Era una familia pobre, como casi todas, sin oportunidades ni futuro aparente, la tarea más grande era sobrevivir cada día y ese en particular fue riguroso con ellos.
Desesperados decidieron salir ambos en diferentes direcciones; pensaron que así, alguno de los dos podría encontrar una mano amiga que pudiera ayudarlos a solventar la situación y calmar así el dolor de las tripas que a esa hora era insoportable, apenas superado por la angustia que en el alma siente un padre cuando no puede proveer el pan a su familia.
Dejaron a los niños a cargo del hijo mayor, un muchachito de trece años apenas, iluminaron el cuartucho con dos hachones que ubicaron en los extremos de la habitación, uno sobre una mesa pequeña y el otro sobe una silla enclenque al pie de la cama en donde dormían los tres hijos menores, y se fueron sin esperanza a rebuscar comida para su familia.
Caminaron de arriba abajo cada calle sin resultado, era muy tarde, la mayoría de sus conocidos ya dormían. Amparados en la oscuridad lloraron en silencio y lamentaron su suerte de gente pobre, esa sería otra noche sin comer; una andanada de pensamientos derrotistas los inundó: ¿cuánto más podrían resistir aquella situación? ¿Qué más les podría suceder para sellar su desdicha? ¿Por qué a ellos les costaba tanto vivir?
En la casita los niños, uno a uno, se fueron durmiendo; cayeron profundo, devastados, todos miraban la puerta, esperaban que aparecieran papá y mamá con pan en sus manos. En el catre se acomodaron en desorden, desconsolados y desvencijados, con la única esperanza de que el sueño fuera superior a sus dolores, eran una masa amorfa de brazos y piernas que salían de la camita, que era tan incómoda como su existencia.

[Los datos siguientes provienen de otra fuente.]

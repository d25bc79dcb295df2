//! SQL dialect capabilities.
//!
//! All dialect-specific behavior is dispatched through this enum:
//! literal escaping, native replace-on-conflict support, concurrent
//! batch execution, rename statement shapes, index renames, the
//! feed-to-backend type remap, and catalog introspection SQL.

use serde::{Deserialize, Serialize};
use std::str::FromStr;

use feedload_common::FeedloadError;

/// Relational backend dialect.
#[derive(Debug, Clone, Copy, PartialEq, Eq, Serialize, Deserialize, Default)]
#[serde(rename_all = "lowercase")]
pub enum Dialect {
    #[default]
    #[serde(alias = "postgres")]
    Postgresql,
    Mysql,
}

impl Dialect {
    /// Remap of declared feed type names to backend type names, applied
    /// after the feed-specific overrides.
    pub fn type_remap(&self) -> &'static [(&'static str, &'static str)] {
        match self {
            Dialect::Postgresql => &[
                ("VARCHAR(1000)", "TEXT"),
                ("VARCHAR(4000)", "TEXT"),
                ("CLOB", "LONGTEXT"),
                ("DATETIME", "TIMESTAMP"),
                ("LONGTEXT", "TEXT"),
            ],
            Dialect::Mysql => &[("CLOB", "LONGTEXT")],
        }
    }

    /// Whether the backend has a native REPLACE form for key conflicts.
    pub fn supports_native_replace(&self) -> bool {
        matches!(self, Dialect::Mysql)
    }

    /// Whether batches may be dispatched to a pool of concurrent sessions.
    pub fn supports_concurrent_batches(&self) -> bool {
        matches!(self, Dialect::Postgresql)
    }

    /// Whether incremental ingests always update the live table in
    /// place. Large primary-key-conflict merges are pathologically slow
    /// on this backend, so the union-merge path is never taken.
    pub fn forces_in_place_incremental(&self) -> bool {
        matches!(self, Dialect::Postgresql)
    }

    /// Whether primary-key indexes are separate renameable objects.
    pub fn has_named_pk_index(&self) -> bool {
        matches!(self, Dialect::Postgresql)
    }

    /// Escape a field value as a store-safe literal. `None` is NULL.
    pub fn escape_literal(&self, value: Option<&str>) -> String {
        let Some(value) = value else {
            return "NULL".to_string();
        };
        match self {
            Dialect::Postgresql => {
                if value.contains('\\') {
                    let escaped = value.replace('\\', "\\\\").replace('\'', "''");
                    format!("E'{}'", escaped)
                } else {
                    format!("'{}'", value.replace('\'', "''"))
                }
            }
            Dialect::Mysql => {
                let mut escaped = String::with_capacity(value.len() + 2);
                escaped.push('\'');
                for c in value.chars() {
                    match c {
                        '\\' => escaped.push_str("\\\\"),
                        '\'' => escaped.push_str("\\'"),
                        '"' => escaped.push_str("\\\""),
                        '\n' => escaped.push_str("\\n"),
                        '\r' => escaped.push_str("\\r"),
                        '\0' => escaped.push_str("\\0"),
                        '\x1a' => escaped.push_str("\\Z"),
                        other => escaped.push(other),
                    }
                }
                escaped.push('\'');
                escaped
            }
        }
    }

    /// Statement renaming a table. The PostgreSQL rename target must be
    /// unqualified; the table stays in its schema.
    pub fn rename_table_sql(&self, from: &str, to: &str) -> String {
        match self {
            Dialect::Postgresql => {
                let bare = to.rsplit('.').next().unwrap_or(to);
                format!("ALTER TABLE {} RENAME TO {}", from, bare)
            }
            Dialect::Mysql => format!("ALTER TABLE {} RENAME {}", from, to),
        }
    }

    /// Statement renaming an index, when the backend supports it. As
    /// with table renames, the target is unqualified.
    pub fn rename_index_sql(&self, from: &str, to: &str) -> Option<String> {
        match self {
            Dialect::Postgresql => {
                let bare = to.rsplit('.').next().unwrap_or(to);
                Some(format!("ALTER INDEX {} RENAME TO {}", from, bare))
            }
            Dialect::Mysql => None,
        }
    }

    /// Statement adding the primary-key constraint to a table. The
    /// constraint name is derived from the bare table name; constraint
    /// identifiers cannot carry a schema qualifier.
    pub fn add_primary_key_sql(&self, table: &str, columns: &[String]) -> String {
        let cols = columns.join(", ");
        let bare = table.rsplit('.').next().unwrap_or(table);
        match self {
            Dialect::Postgresql => format!(
                "ALTER TABLE {} ADD CONSTRAINT {}_pk PRIMARY KEY ({})",
                table, bare, cols
            ),
            Dialect::Mysql => {
                format!("ALTER TABLE {} ADD CONSTRAINT PRIMARY KEY ({})", table, cols)
            }
        }
    }

    /// Catalog query counting matches for a table name; non-zero means
    /// the table exists.
    pub fn table_exists_sql(&self, database: &str, table: &str) -> String {
        match self {
            Dialect::Postgresql => format!(
                "SELECT COUNT(*) FROM information_schema.tables \
                 WHERE table_catalog = {} AND table_name = {}",
                self.escape_literal(Some(database)),
                self.escape_literal(Some(table))
            ),
            Dialect::Mysql => format!(
                "SELECT COUNT(*) FROM information_schema.tables \
                 WHERE table_schema = {} AND table_name = {}",
                self.escape_literal(Some(database)),
                self.escape_literal(Some(table))
            ),
        }
    }

    /// Catalog query counting the columns of a table.
    pub fn column_count_sql(&self, database: &str, table: &str) -> String {
        match self {
            Dialect::Postgresql => format!(
                "SELECT COUNT(*) FROM information_schema.columns WHERE table_name = {}",
                self.escape_literal(Some(table))
            ),
            Dialect::Mysql => format!(
                "SELECT COUNT(*) FROM information_schema.columns \
                 WHERE table_schema = {} AND table_name = {}",
                self.escape_literal(Some(database)),
                self.escape_literal(Some(table))
            ),
        }
    }

    /// Statement creating a table from a SELECT.
    pub fn create_table_as_sql(&self, table: &str, select: &str) -> String {
        match self {
            Dialect::Postgresql => format!("CREATE TABLE {} AS {}", table, select),
            Dialect::Mysql => format!("CREATE TABLE {} {}", table, select),
        }
    }

    /// Statement recomputing planner statistics for a table.
    pub fn analyze_sql(&self, table: &str) -> String {
        match self {
            Dialect::Postgresql => format!("ANALYZE {}", table),
            Dialect::Mysql => format!("ANALYZE TABLE {}", table),
        }
    }
}

impl FromStr for Dialect {
    type Err = FeedloadError;

    fn from_str(s: &str) -> Result<Self, Self::Err> {
        match s.to_lowercase().as_str() {
            "postgresql" | "postgres" | "pg" => Ok(Dialect::Postgresql),
            "mysql" => Ok(Dialect::Mysql),
            other => Err(FeedloadError::Config(format!("unknown dialect: {}", other))),
        }
    }
}

impl std::fmt::Display for Dialect {
    fn fmt(&self, f: &mut std::fmt::Formatter<'_>) -> std::fmt::Result {
        match self {
            Dialect::Postgresql => write!(f, "postgresql"),
            Dialect::Mysql => write!(f, "mysql"),
        }
    }
}

#[cfg(test)]
mod tests {
    use super::*;

    #[test]
    fn test_escape_literal_null() {
        assert_eq!(Dialect::Postgresql.escape_literal(None), "NULL");
        assert_eq!(Dialect::Mysql.escape_literal(None), "NULL");
    }

    #[test]
    fn test_escape_literal_postgres() {
        assert_eq!(
            Dialect::Postgresql.escape_literal(Some("it's")),
            "'it''s'"
        );
        assert_eq!(
            Dialect::Postgresql.escape_literal(Some("a\\b'c")),
            "E'a\\\\b''c'"
        );
    }

    #[test]
    fn test_escape_literal_mysql() {
        assert_eq!(Dialect::Mysql.escape_literal(Some("it's")), "'it\\'s'");
        assert_eq!(Dialect::Mysql.escape_literal(Some("a\nb")), "'a\\nb'");
        assert_eq!(Dialect::Mysql.escape_literal(Some("a\\b")), "'a\\\\b'");
    }

    #[test]
    fn test_rename_statement_shapes() {
        assert_eq!(
            Dialect::Postgresql.rename_table_sql("a", "b"),
            "ALTER TABLE a RENAME TO b"
        );
        assert_eq!(
            Dialect::Mysql.rename_table_sql("a", "b"),
            "ALTER TABLE a RENAME b"
        );
        assert!(Dialect::Postgresql.rename_index_sql("a_pk", "b_pk").is_some());
        assert!(Dialect::Mysql.rename_index_sql("a_pk", "b_pk").is_none());
    }

    #[test]
    fn test_type_remap() {
        let remap = Dialect::Postgresql.type_remap();
        assert!(remap.contains(&("DATETIME", "TIMESTAMP")));
        assert!(remap.contains(&("VARCHAR(4000)", "TEXT")));
        assert_eq!(Dialect::Mysql.type_remap(), &[("CLOB", "LONGTEXT")]);
    }

    #[test]
    fn test_parse() {
        assert_eq!("postgres".parse::<Dialect>().unwrap(), Dialect::Postgresql);
        assert_eq!("MySQL".parse::<Dialect>().unwrap(), Dialect::Mysql);
        assert!("oracle".parse::<Dialect>().is_err());
    }
}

Nadie supo qué pasó aquella noche, todo lo que se pudo hacer fue especular. Lo único cierto es que cuando los padres regresaron encontraron su casa hecha cenizas y los cuerpitos de sus hijos completamente calcinados.
Ese fue el detonante de la revuelta más grande de la cual yo tenga memoria. Todo el pueblo se levantó iracundo, dolido. Los colegios marcharon en protesta pública, las entradas al pueblo fueron bloqueadas, por semanas no se permitió la entrada o salida de ningún vehículo, Fonseca estaba literalmente paralizado, la arenga era una sola: En dónde estás que no te veo, agua, luz y aseo…
 A fuerza de protestar se consiguió que la prestación de los servicios mejorara algo, no mucho. Después de tantos años, aquel papá que quedó sin hijos una noche sin luz, aún camina con la cabeza baja, el dolor es imborrable en su rostro.
Casi cuatro décadas después de aquella infausta noche, en mi Guajira las cosas no han cambiado mucho, para que un servicio público mejore, o para que se arregle una carretera, o para que los servicios de salud se presten con respeto de la dignidad humana, debe suceder una tragedia o el pueblo se tiene que levantar en pie de lucha; ¿hasta cuándo?
Cuando por casualidad escuche que en La Guajira los hombres no viven, sino sobreviven, ahora usted entenderá porqué.